Sunday, 6 September 2015

Campaign Workshop: Eberron by Gaslight

I mentioned this last week as the "mash up" I was currently crushing on. To be fair, since then I've realized that a lot of this idea can probably be traced directly back to Benjamin Baugh's superlative THE KERBEROS CLUB, but what the hey. And if you haven't read that one, you should - if you have any love at all for Victoriana, the League of Extraordinary Gentlemen, WILD TALENTS, or just stunningly good RPG sourcebooks, it's the bee's knees. 

A couple of years ago I wrapped up my long-running Victorian vampire hunter game, SUNSET EMPIRE (and as some of you know, I often still mourn its loss in these pages - alas!). The concept for that game could be described, in broad strokes, as Victorian adventure in a world where the fantastic existed secretly below the surface. Like THE KERBEROS CLUB, as my game went on, the world got weirder and weirder until the vampires had conquered London with a magical weapon and German werewolves in silver-bullet-proof armor raced to the rescue. OK, it wasn't a subtle game.

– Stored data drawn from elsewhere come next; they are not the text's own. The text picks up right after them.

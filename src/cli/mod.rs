//! Command-line interface

use clap::{ArgAction, Parser};

/// Host diagnostics - ping statistics, DNS lookup and TCP port reachability for one host
#[derive(Parser, Debug, Clone)]
#[command(name = "netdiag")]
#[command(version, about, long_about = None)]
pub struct Cli {
    /// Host name or IP address to diagnose [default: google.com]
    #[arg(value_name = "HOST")]
    pub host: Option<String>,

    /// TCP ports to probe (comma-separated or repeated) [default: 80,443,22,21]
    #[arg(short, long, value_delimiter = ',', action = ArgAction::Append)]
    pub ports: Vec<u16>,

    /// Number of echo requests sent by ping
    #[arg(short, long, value_parser = parse_count)]
    pub count: Option<u32>,

    /// Port connect timeout in seconds
    #[arg(short, long, value_parser = parse_timeout)]
    pub timeout: Option<u64>,

    /// Query these DNS servers instead of the system resolver (comma-separated)
    #[arg(long)]
    pub dns_servers: Option<String>,

    /// Probe ports concurrently
    #[arg(long)]
    pub parallel: bool,

    /// Print the report as JSON
    #[arg(long)]
    pub json: bool,

    /// Force colored output
    #[arg(long)]
    pub color: bool,

    /// Disable colored output
    #[arg(long)]
    pub no_color: bool,

    /// Do not log raw ping output
    #[arg(long)]
    pub no_trace: bool,

    /// Enable verbose output
    #[arg(long)]
    pub verbose: bool,

    /// Enable debug output
    #[arg(long)]
    pub debug: bool,
}

impl Cli {
    /// Validate CLI arguments for conflicts and requirements
    pub fn validate(&self) -> Result<(), String> {
        if self.color && self.no_color {
            return Err("Cannot specify both --color and --no-color".to_string());
        }

        if let Some(host) = &self.host {
            if host.trim().is_empty() {
                return Err("Host cannot be empty".to_string());
            }
        }

        if self.ports.contains(&0) {
            return Err("Port 0 is not a valid TCP port".to_string());
        }

        Ok(())
    }

    /// Check if colors should be enabled
    pub fn use_colors(&self) -> bool {
        if self.color {
            true
        } else if self.no_color {
            false
        } else {
            supports_color()
        }
    }
}

fn parse_count(s: &str) -> Result<u32, String> {
    parse_bounded(s, "Count", 100).map(|n| n as u32)
}

fn parse_timeout(s: &str) -> Result<u64, String> {
    parse_bounded(s, "Timeout", 60)
}

fn parse_bounded(s: &str, what: &str, max: u64) -> Result<u64, String> {
    // Reject "+5" and hex forms that u64::from_str would partially accept
    if s.starts_with('+') || s.starts_with("0x") || s.starts_with("0X") {
        return Err(format!("Invalid value: {}", s));
    }

    let value = s.parse::<u64>().map_err(|_| format!("Invalid value: {}", s))?;
    if value == 0 {
        Err(format!("{} must be greater than 0", what))
    } else if value > max {
        Err(format!("{} cannot exceed {}", what, max))
    } else {
        Ok(value)
    }
}

/// Check if the terminal supports color output
fn supports_color() -> bool {
    if let Ok(term) = std::env::var("TERM") {
        if term == "dumb" {
            return false;
        }
    }

    if std::env::var("NO_COLOR").is_ok() {
        return false;
    }

    if std::env::var("FORCE_COLOR").is_ok() {
        return true;
    }

    #[cfg(target_os = "windows")]
    {
        if std::env::var("ANSICON").is_ok() || std::env::var("ConEmuANSI").is_ok() {
            return true;
        }
    }

    cfg!(unix)
}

I was recently leafing through my copy of EBERRON, Keith Baker's delightful steampunk inspired pulp adventure setting for D&D 3.5. I always liked EBERRON, and never quite played enough of it over the years. It's full of the kind of reckless imagination with no interest in subtlety and realism that fueled SUNSET EMPIRE, for example. It was (and is) a font of delights that perhaps D&D wasn't particularly ideal for, even though it was intended to include practically every trope and monster that Wizards of the Coast own the rights to. Nothing about D&D is particularly suited to over-the-top pulp adventure in steaming jungles or noir-esque detective action in towering cities. But never mind, there is a lot of value in there to steal.

I got to thinking about moving some of the tastier pieces of EBERRON into a world that looks a lot more like our own, in the Victorian era, probably because I'd also recently been dipping my toes into the excellent new edition of CTHULHU BY GASLIGHT. Ditching a bunch of the D&Disms in the original game would let me use the things I like as a starting point for a new(ish) Victorian setting. Something that is almost the reverse of SUNSET EMPIRE - rather than being a normal Victorian setting with hidden magic elements, it's a magical Victorian setting that still keeps the fashion and atmosphere of Sherlock Holmes and co.

The final act of SE had Queen Victoria magically combining with Titania, queen of the faerie realms, to heal and reunite both worlds. In this re-imagined Eberron, I'm supposing that the same sort of thing happens much earlier, with Elizabeth I joining together with Titania to form an immortal new ruler of the linked realms: Gloriana, or "Good Queen Glory" (to steal an idea from Alan Moore). As the campaign begins in the late Victorian era, Gloriana has been reigning over England (and a good chunk of the world) for nearly 300 years. The world has developed, like Eberron, using magic as its industry. The streets of London are full of elves and goblins and various creatures of magic in addition to Cockney bootblacks and top-hatted toffs. (Yes, there have been other settings that use these things. Now I'm using them. Get off my back.)

I'm imagining the Warforged of this setting (those oh-so-stylish and unbalanced magic robots from Eberron) looking a lot closer to the automechanical servants of KERBEROS CLUB, with the difference that they are still considered to be property in this world. Secret meetings of Warforged activists and anarchists fighting the establishment is just too tasty, I think.

Shifters, the half-lycanthrope bestial warriors of Eberron, are easy enough to slot into this world as yet another kind of magical hybrid. And, like the Warforged, they probably don't fit into it very well. I can see them excluded from much society and living in the teeming slums of the East End very well. Changelings would seem to work well as what their name implies - a half-faerie creature that cloaks itself with glamours.

The Kalashtar, Eberron's psychic pretty boys and girls, seem a little too similar to straight-up faerie folk to me. I'm thinking of them as being humans who choose to join themselves with ghosts, kind of a mediumistic spin on the same idea. This fits in well with the Spiritualist movement that's so popular in the Victorian era, and keeps the Kalashtar (in spirit) to serve as a mirror to the setting's bad guys, the Quori-hosting Inspired.

I'll come back to this in a couple of days and continue my sketching.